Consumer Group Metrics
The Consumer Group Metrics group will contain the metrics collected on Kafka consumer groups that are live and consuming from topics. The metrics available are
- Consumer Count per Client
- Consumer Lag per Client
- Partition Count per Client
Before diving into the individual metrics note that all metrics are collected on a client level within a consumer group separated by the consumed topic. The metrics will be available only if Kafka is used as the consumer offset store.
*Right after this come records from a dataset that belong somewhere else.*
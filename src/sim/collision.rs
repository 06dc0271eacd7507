//! Collision primitives and wall-sliding movement
//!
//! Actors are circles; walls are axis-aligned tile boxes. Movement against
//! walls resolves one axis at a time so actors slide along surfaces instead
//! of sticking in corners.

use glam::Vec2;
use serde::{Deserialize, Serialize};

use super::tilemap::TileMap;

/// Axis-aligned bounding box
#[derive(Debug, Clone, Copy, PartialEq, Serialize, Deserialize)]
pub struct Aabb {
    pub min: Vec2,
    pub max: Vec2,
}

impl Aabb {
    pub fn new(min: Vec2, max: Vec2) -> Self {
        Self { min, max }
    }

    /// Square box around a centre point
    pub fn around(center: Vec2, half_extent: f32) -> Self {
        let half = Vec2::splat(half_extent);
        Self::new(center - half, center + half)
    }

    /// Strict overlap (touching edges do not count)
    pub fn intersects(&self, other: &Aabb) -> bool {
        self.min.x < other.max.x
            && self.max.x > other.min.x
            && self.min.y < other.max.y
            && self.max.y > other.min.y
    }
}

/// True when two circles overlap
#[inline]
pub fn circles_overlap(a: Vec2, ra: f32, b: Vec2, rb: f32) -> bool {
    let reach = ra + rb;
    a.distance_squared(b) < reach * reach
}

/// Move a circle by `vel * dt`, sliding along walls, then clamp to the map
///
/// The actor's box is the square around its centre with half extent
/// `radius`, capped at half a tile so every open tile fits any actor.
/// X is resolved first, then Y. An overlapping wall pushes the actor out
/// on the side its centre is on.
pub fn move_and_slide(pos: Vec2, vel: Vec2, radius: f32, dt: f32, map: &TileMap) -> Vec2 {
    let half = collision_half_extent(radius, map);
    let mut pos = pos;

    pos.x += vel.x * dt;
    for wall in map.walls_overlapping(&Aabb::around(pos, half)) {
        if pos.x < (wall.min.x + wall.max.x) * 0.5 {
            pos.x = pos.x.min(wall.min.x - half);
        } else {
            pos.x = pos.x.max(wall.max.x + half);
        }
    }

    pos.y += vel.y * dt;
    for wall in map.walls_overlapping(&Aabb::around(pos, half)) {
        if pos.y < (wall.min.y + wall.max.y) * 0.5 {
            pos.y = pos.y.min(wall.min.y - half);
        } else {
            pos.y = pos.y.max(wall.max.y + half);
        }
    }

    map.clamp_to_bounds(pos, half)
}

/// Half extent of an actor's wall box
#[inline]
pub fn collision_half_extent(radius: f32, map: &TileMap) -> f32 {
    radius.min(map.tile * 0.5)
}

#[cfg(test)]
mod tests {
    use super::*;

    #[test]
    fn test_circles_overlap() {
        assert!(circles_overlap(Vec2::ZERO, 5.0, Vec2::new(9.0, 0.0), 5.0));
        assert!(!circles_overlap(Vec2::ZERO, 5.0, Vec2::new(10.0, 0.0), 5.0));
    }

    #[test]
    fn test_aabb_intersects() {
        let a = Aabb::around(Vec2::ZERO, 1.0);
        assert!(a.intersects(&Aabb::around(Vec2::new(1.5, 0.0), 1.0)));
        assert!(!a.intersects(&Aabb::around(Vec2::new(2.0, 0.0), 1.0)));
    }

    #[test]
    fn test_slide_stops_at_wall() {
        // 10x10 map with 48px tiles, border walls only; inner space is 48..432
        let map = TileMap::empty(10, 10, 48.0);
        let start = Vec2::new(400.0, 240.0);
        let end = move_and_slide(start, Vec2::new(1000.0, 0.0), 10.0, 0.05, &map);
        assert_eq!(end.x, 432.0 - 10.0);
        assert_eq!(end.y, 240.0);
    }

    #[test]
    fn test_slide_keeps_free_axis() {
        let map = TileMap::empty(10, 10, 48.0);
        let start = Vec2::new(420.0, 240.0);
        // Pushing into the right wall while moving down still moves down
        let end = move_and_slide(start, Vec2::new(300.0, 300.0), 10.0, 0.1, &map);
        assert_eq!(end.x, 422.0);
        assert!((end.y - 270.0).abs() < 1e-3);
    }

    #[test]
    fn test_free_movement() {
        let map = TileMap::empty(10, 10, 48.0);
        let end = move_and_slide(Vec2::new(200.0, 200.0), Vec2::new(60.0, -60.0), 10.0, 0.5, &map);
        assert!((end - Vec2::new(230.0, 170.0)).length() < 1e-3);
    }

    #[test]
    fn test_wide_actor_holds_in_one_tile_gap() {
        // Walls either side of tile (4, 5); the actor is wider than a tile
        let mut map = TileMap::empty(10, 10, 48.0);
        map.set_wall(3, 5, true);
        map.set_wall(5, 5, true);
        let start = map.tile_center(4, 5);
        let mut pos = start;
        for vel in [Vec2::new(-170.0, 0.0), Vec2::new(170.0, 0.0)] {
            for _ in 0..30 {
                pos = move_and_slide(pos, vel, 26.0, 1.0 / 60.0, &map);
                assert_eq!(pos.x, start.x);
                assert!(!map.overlaps_wall(&Aabb::around(pos, collision_half_extent(26.0, &map))));
            }
        }
    }

    #[test]
    fn test_wide_actor_next_to_border_moves_with_velocity() {
        // One-tile corridor between the border and a wall column
        let mut map = TileMap::empty(10, 10, 48.0);
        for y in 1..9 {
            map.set_wall(2, y, true);
        }
        let start = map.tile_center(1, 5);
        let mut pos = start;
        let mut last_y = pos.y;
        for _ in 0..240 {
            pos = move_and_slide(pos, Vec2::new(170.0, 50.0), 26.0, 1.0 / 60.0, &map);
            assert_eq!(pos.x, start.x);
            assert!(pos.y >= last_y);
            assert!(!map.overlaps_wall(&Aabb::around(pos, collision_half_extent(26.0, &map))));
            last_y = pos.y;
        }
        // Slid down the border column to the bottom wall
        assert_eq!(pos.y, 9.0 * 48.0 - 24.0);
    }
}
A consumer group client is a logical grouping defined by setting the configuration property client.id when connecting to a Kafka cluster. Most kafka consumer libraries support this configuration.
Consumer Count per Client
This is the count of the consumers with the same clientID within the consumer group consuming from a particular topic. This metric may be useful to diagnose if the consumer group is healthy and all consumers are alive and consuming from the topic as expected.
Consumer Lag per Client
This is the sum of consumer lags for a topic grouped by the client ID within a consumer group. Consumer lag is defined as the difference between the last committed offset by a consumer and the log end offset for a particular partition.
This metric may be useful for diagnosing consumer latency issues and pinpoint the clients that are lagging behind. High consumer lag overall will also indicate that the consumers are not able to keep up with the producer throughput which can be handled by either upscaling the consumers or introducing more consumers to the group.
Partition Count per Client
This is the count of the partitions assigned to consumers with the same client ID within a consumer group consuming from a particular topic. This metric may be useful to diagnose if the clients have distributed the workload in an appropriate way. A high count of partitions on a single client compared to others might indicate that the workload is skewed, reducing performance if all clients have similar computation capabilities.